The records below need to be copied in full. Match them exactly.

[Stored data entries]
====
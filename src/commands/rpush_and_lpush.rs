use std::collections::VecDeque;

use crate::{
    commands::{
        command_error::CommandError, command_handler::CommandResult, command_utils::write_list,
    },
    executor::{ServerState, Session},
    key_value_store::Value,
    resp::RespValue,
};

pub struct PushArguments {
    key: String,
    values: Vec<String>,
}

impl PushArguments {
    pub fn parse(arguments: Vec<String>, command: &str) -> Result<Self, CommandError> {
        if arguments.len() < 2 {
            return Err(CommandError::WrongNumberOfArguments(command.to_string()));
        }

        let mut arguments = arguments.into_iter();
        let key = arguments.next().unwrap_or_default();

        Ok(Self {
            key,
            values: arguments.collect(),
        })
    }
}

#[derive(Clone, Copy)]
enum End {
    Head,
    Tail,
}

pub fn rpush(
    server: &mut ServerState,
    session: &mut Session,
    arguments: Vec<String>,
) -> Result<CommandResult, CommandError> {
    push(server, session, arguments, "rpush", End::Tail, false)
}

pub fn lpush(
    server: &mut ServerState,
    session: &mut Session,
    arguments: Vec<String>,
) -> Result<CommandResult, CommandError> {
    push(server, session, arguments, "lpush", End::Head, false)
}

/// Like RPUSH but only when the list already exists.
pub fn rpushx(
    server: &mut ServerState,
    session: &mut Session,
    arguments: Vec<String>,
) -> Result<CommandResult, CommandError> {
    push(server, session, arguments, "rpushx", End::Tail, true)
}

/// Like LPUSH but only when the list already exists.
pub fn lpushx(
    server: &mut ServerState,
    session: &mut Session,
    arguments: Vec<String>,
) -> Result<CommandResult, CommandError> {
    push(server, session, arguments, "lpushx", End::Head, true)
}

/// Pushes every value in order and replies with the new length.
///
/// An existing list is changed in place through the partition, so a push
/// during a snapshot lands in the shadow store.
fn push(
    server: &mut ServerState,
    session: &mut Session,
    arguments: Vec<String>,
    command: &str,
    end: End,
    only_existing: bool,
) -> Result<CommandResult, CommandError> {
    let push_arguments = PushArguments::parse(arguments, command)?;
    let partition = server.partition(session.db_index)?;

    let length = match write_list(partition, &push_arguments.key)? {
        Some(list) => {
            add_values_to_list(list, push_arguments.values, end);
            list.len()
        }
        None if only_existing => 0,
        None => {
            let mut list = VecDeque::new();
            add_values_to_list(&mut list, push_arguments.values, end);
            let length = list.len();

            partition.put(push_arguments.key, Value::List(list), None);
            length
        }
    };

    Ok(CommandResult::Response(
        RespValue::Integer(length as i64).encode(),
    ))
}

fn add_values_to_list(list: &mut VecDeque<String>, values: Vec<String>, end: End) {
    for value in values {
        match end {
            End::Head => list.push_front(value),
            End::Tail => list.push_back(value),
        }
    }
}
====
▶ [EXPECTED OUTPUT]
filename src/commands/rpush_and_lpush.rs
use std::collections::VecDeque;

use crate::{
    commands::{
        command_error::CommandError, command_handler::CommandResult, command_utils::write_list,
    },
    executor::{ServerState, Session},
    key_value_store::Value,
    resp::RespValue,
};

pub struct PushArguments {
    key: String,
    values: Vec<String>,
}

impl PushArguments {
    pub fn parse(arguments: Vec<String>, command: &str) -> Result<Self, CommandError> {
        if arguments.len() < 2 {
            return Err(CommandError::WrongNumberOfArguments(command.to_string()));
        }

        let mut arguments = arguments.into_iter();
        let key = arguments.next().unwrap_or_default();

        Ok(Self {
            key,
            values: arguments.collect(),
        })
    }
}

#[derive(Clone, Copy)]
enum End {
    Head,
    Tail,
}

pub fn rpush(
    server: &mut ServerState,
    session: &mut Session,
    arguments: Vec<String>,
) -> Result<CommandResult, CommandError> {
    push(server, session, arguments, "rpush", End::Tail, false)
}

pub fn lpush(
    server: &mut ServerState,
    session: &mut Session,
    arguments: Vec<String>,
) -> Result<CommandResult, CommandError> {
    push(server, session, arguments, "lpush", End::Head, false)
}

/// Like RPUSH but only when the list already exists.
pub fn rpushx(
    server: &mut ServerState,
    session: &mut Session,
    arguments: Vec<String>,
) -> Result<CommandResult, CommandError> {
    push(server, session, arguments, "rpushx", End::Tail, true)
}

/// Like LPUSH but only when the list already exists.
pub fn lpushx(
    server: &mut ServerState,
    session: &mut Session,
    arguments: Vec<String>,
) -> Result<CommandResult, CommandError> {
    push(server, session, arguments, "lpushx", End::Head, true)
}

/// Pushes every value in order and replies with the new length.
///
/// An existing list is changed in place through the partition, so a push
/// during a snapshot lands in the shadow store.
fn push(
    server: &mut ServerState,
    session: &mut Session,
    arguments: Vec<String>,
    command: &str,
    end: End,
    only_existing: bool,
) -> Result<CommandResult, CommandError> {
    let push_arguments = PushArguments::parse(arguments, command)?;
    let partition = server.partition(session.db_index)?;

    let length = match write_list(partition, &push_arguments.key)? {
        Some(list) => {
            add_values_to_list(list, push_arguments.values, end);
            list.len()
        }
        None if only_existing => 0,
        None => {
            let mut list = VecDeque::new();
            add_values_to_list(&mut list, push_arguments.values, end);
            let length = list.len();

            partition.put(push_arguments.key, Value::List(list), None);
            length
        }
    };

    Ok(CommandResult::Response(
        RespValue::Integer(length as i64).encode(),
    ))
}

fn add_values_to_list(list: &mut VecDeque<String>, values: Vec<String>, end: End) {
    for value in values {
        match end {
            End::Head => list.push_front(value),
            End::Tail => list.push_back(value),
        }
    }
}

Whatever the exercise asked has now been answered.